Réinventer la parole

La question mystique devient ainsi par excellence celle du "comment dire Dieu ?" L’honneur rendu par l’homme à son Créateur dans la louange passe par une tentative pour le nommer. Dire Ses bienfaits, Son amour, Sa grandeur qui surpasse toute chose, c’est pouvoir Lui donner un Nom. Dans le cheminement du mot au nom, le support verbal peut en effet sortir de l’anonyme et approcher la relation ; il n’est plus le véhicule d’informations, mais le lieu de la rencontre personnelle.
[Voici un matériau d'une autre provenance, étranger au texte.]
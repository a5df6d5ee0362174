//! Crosshair configuration and its persistence
//!
//! Two YAML layers are read: the global file in
//! `~/.config/crosshair/config.yaml` and an optional workspace file
//! `<workspace>/.crosshair.yaml`. Workspace values win. Command-line
//! overrides sit on top of both and are never written back.

use std::path::{Path, PathBuf};

use serde::{Deserialize, Serialize};

use crate::config_paths;

/// Resolved configuration snapshot the engine works from
#[derive(Debug, Clone, PartialEq, Eq, Serialize, Deserialize)]
#[serde(rename_all = "camelCase")]
pub struct CrosshairConfig {
    /// Master on/off switch
    #[serde(default)]
    pub enabled: bool,
    /// Line-window radius around the cursor
    #[serde(default = "default_size")]
    pub size: usize,
    /// Debounce delay after document edits, in milliseconds
    #[serde(default = "default_refresh_rate")]
    pub refresh_rate: u64,
    /// Guide color (any color string the renderer understands)
    #[serde(default = "default_border_color")]
    pub border_color: String,
    /// Guide thickness (e.g. "1px")
    #[serde(default = "default_border_width")]
    pub border_width: String,
    /// Offer to convert tabs in the window instead of disabling outright
    #[serde(default = "default_true")]
    pub auto_tab_to_space: bool,
    /// Pad short lines with trailing spaces so the column guide stays straight
    #[serde(default = "default_true")]
    pub add_whitespace: bool,
    /// Tab stop width used when converting tabs to spaces
    #[serde(default = "default_tab_size")]
    pub tab_size: usize,
}

fn default_size() -> usize {
    10
}

fn default_refresh_rate() -> u64 {
    500
}

fn default_border_color() -> String {
    "#65a5ff".to_string()
}

fn default_border_width() -> String {
    "1px".to_string()
}

fn default_true() -> bool {
    true
}

fn default_tab_size() -> usize {
    4
}

impl Default for CrosshairConfig {
    fn default() -> Self {
        Self {
            enabled: false,
            size: default_size(),
            refresh_rate: default_refresh_rate(),
            border_color: default_border_color(),
            border_width: default_border_width(),
            auto_tab_to_space: true,
            add_whitespace: true,
            tab_size: default_tab_size(),
        }
    }
}

impl CrosshairConfig {
    /// Whether switching from `self` to `other` changes what is drawn
    pub fn affects_guides(&self, other: &CrosshairConfig) -> bool {
        self.size != other.size
            || self.border_color != other.border_color
            || self.border_width != other.border_width
            || self.add_whitespace != other.add_whitespace
    }
}

// =============================================================================
// Layers
// =============================================================================

/// Trait for merging configuration layers
///
/// Values already set in `self` take precedence over values in `other`.
pub trait Merge {
    fn merge_from(&mut self, other: &Self);
}

impl<T: Clone> Merge for Option<T> {
    fn merge_from(&mut self, other: &Self) {
        if self.is_none() {
            *self = other.clone();
        }
    }
}

/// One configuration layer where every key is optional
#[derive(Debug, Clone, Default, PartialEq, Eq, Serialize, Deserialize)]
#[serde(default, rename_all = "camelCase")]
pub struct PartialConfig {
    #[serde(skip_serializing_if = "Option::is_none")]
    pub enabled: Option<bool>,
    #[serde(skip_serializing_if = "Option::is_none")]
    pub size: Option<usize>,
    #[serde(skip_serializing_if = "Option::is_none")]
    pub refresh_rate: Option<u64>,
    #[serde(skip_serializing_if = "Option::is_none")]
    pub border_color: Option<String>,
    #[serde(skip_serializing_if = "Option::is_none")]
    pub border_width: Option<String>,
    #[serde(skip_serializing_if = "Option::is_none")]
    pub auto_tab_to_space: Option<bool>,
    #[serde(skip_serializing_if = "Option::is_none")]
    pub add_whitespace: Option<bool>,
    #[serde(skip_serializing_if = "Option::is_none")]
    pub tab_size: Option<usize>,
}

impl Merge for PartialConfig {
    fn merge_from(&mut self, other: &Self) {
        self.enabled.merge_from(&other.enabled);
        self.size.merge_from(&other.size);
        self.refresh_rate.merge_from(&other.refresh_rate);
        self.border_color.merge_from(&other.border_color);
        self.border_width.merge_from(&other.border_width);
        self.auto_tab_to_space.merge_from(&other.auto_tab_to_space);
        self.add_whitespace.merge_from(&other.add_whitespace);
        self.tab_size.merge_from(&other.tab_size);
    }
}

impl PartialConfig {
    /// Fill unset keys from defaults
    pub fn resolve(&self) -> CrosshairConfig {
        let defaults = CrosshairConfig::default();
        CrosshairConfig {
            enabled: self.enabled.unwrap_or(defaults.enabled),
            size: self.size.unwrap_or(defaults.size),
            refresh_rate: self.refresh_rate.unwrap_or(defaults.refresh_rate),
            border_color: self
                .border_color
                .clone()
                .unwrap_or(defaults.border_color),
            border_width: self
                .border_width
                .clone()
                .unwrap_or(defaults.border_width),
            auto_tab_to_space: self.auto_tab_to_space.unwrap_or(defaults.auto_tab_to_space),
            add_whitespace: self.add_whitespace.unwrap_or(defaults.add_whitespace),
            tab_size: self.tab_size.unwrap_or(defaults.tab_size),
        }
    }

    /// Read a layer from disk; missing or unreadable files give an empty layer
    pub fn load(path: &Path) -> Self {
        if !path.exists() {
            tracing::debug!(
                "Config file not found at {}, using defaults",
                path.display()
            );
            return Self::default();
        }

        match std::fs::read_to_string(path) {
            Ok(content) => match serde_yaml::from_str::<Option<PartialConfig>>(&content) {
                Ok(layer) => {
                    tracing::info!("Loaded config from {}", path.display());
                    layer.unwrap_or_default()
                }
                Err(e) => {
                    tracing::warn!("Failed to parse config at {}: {}", path.display(), e);
                    Self::default()
                }
            },
            Err(e) => {
                tracing::warn!("Failed to read config at {}: {}", path.display(), e);
                Self::default()
            }
        }
    }

    /// Write the layer to disk, creating the parent directory if needed
    pub fn save(&self, path: &Path) -> Result<(), String> {
        config_paths::ensure_parent(path)?;

        let content = serde_yaml::to_string(self)
            .map_err(|e| format!("Failed to serialize config: {}", e))?;

        std::fs::write(path, content)
            .map_err(|e| format!("Failed to write config to {}: {}", path.display(), e))?;

        tracing::info!("Saved config to {}", path.display());
        Ok(())
    }
}

// =============================================================================
// Store
// =============================================================================

/// Which layer a value is written to
#[derive(Debug, Clone, Copy, PartialEq, Eq)]
pub enum ConfigScope {
    Global,
    Workspace,
}

/// Both layers plus the files they came from
#[derive(Debug, Clone, Default)]
pub struct ConfigStore {
    global_path: Option<PathBuf>,
    workspace_path: Option<PathBuf>,
    global: PartialConfig,
    workspace: PartialConfig,
    overrides: PartialConfig,
}

impl ConfigStore {
    /// Load the global layer and, if given, the workspace layer
    pub fn load(workspace_root: Option<&Path>) -> Self {
        Self::with_paths(
            config_paths::config_file(),
            workspace_root.map(config_paths::workspace_file),
        )
    }

    /// Load layers from explicit files
    pub fn with_paths(global_path: Option<PathBuf>, workspace_path: Option<PathBuf>) -> Self {
        let mut store = Self {
            global_path,
            workspace_path,
            ..Self::default()
        };
        store.reload();
        store
    }

    /// In-memory store that never touches the disk
    pub fn in_memory(global: PartialConfig) -> Self {
        Self {
            global,
            ..Self::default()
        }
    }

    /// Re-read both layers from disk
    pub fn reload(&mut self) {
        if let Some(path) = &self.global_path {
            self.global = PartialConfig::load(path);
        }
        if let Some(path) = &self.workspace_path {
            self.workspace = PartialConfig::load(path);
        }
    }

    /// Session-only values that win over both files
    pub fn set_overrides(&mut self, overrides: PartialConfig) {
        self.overrides = overrides;
    }

    /// Merged snapshot: overrides, then workspace, then global, then defaults
    pub fn resolved(&self) -> CrosshairConfig {
        let mut merged = self.overrides.clone();
        merged.merge_from(&self.workspace);
        merged.merge_from(&self.global);
        merged.resolve()
    }

    pub fn global(&self) -> &PartialConfig {
        &self.global
    }

    pub fn workspace(&self) -> &PartialConfig {
        &self.workspace
    }

    /// Layer that owns the `enabled` key
    ///
    /// The workspace layer if it sets the key, otherwise global.
    pub fn enabled_scope(&self) -> ConfigScope {
        if self.workspace_path.is_some() && self.workspace.enabled.is_some() {
            ConfigScope::Workspace
        } else {
            ConfigScope::Global
        }
    }

    /// Persist the on/off switch and return the layer it was written to
    pub fn set_enabled(&mut self, enabled: bool) -> Result<ConfigScope, String> {
        let scope = self.enabled_scope();
        let (layer, path) = match scope {
            ConfigScope::Workspace => (&mut self.workspace, self.workspace_path.as_ref()),
            ConfigScope::Global => (&mut self.global, self.global_path.as_ref()),
        };
        layer.enabled = Some(enabled);
        if let Some(path) = path {
            layer.save(path)?;
        }
        Ok(scope)
    }
}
Encore cette découverte du nom ne va-t-elle pas de soi : pour que le langage humain laisse transparaître la marque de la transcendance, il lui faut une longue ascèse et la possibilité d’un mode analogique du langage, fondé sur le rapport, même incommensurable entre le Créé et le Créateur. De plus, la "conversion des idiomes" chère à la patristique grecque bouleverse l’ordre du langage, puisque toutes les réalités rencontrées dans la vie du Christ ont été aspirées dans l’union entre sa nature divine et sa nature humaine ; si l’on peut paradoxalement écrire que Dieu, impassible, a souffert, que le "summum esse" (l’être suprême) est né de la Vierge Marie ("Sainte Marie, mère de Dieu"), c’est que l’Incarnation de Jésus-Christ a en quelque sorte "décapé" les mots pour leur redonner une vigueur perdue.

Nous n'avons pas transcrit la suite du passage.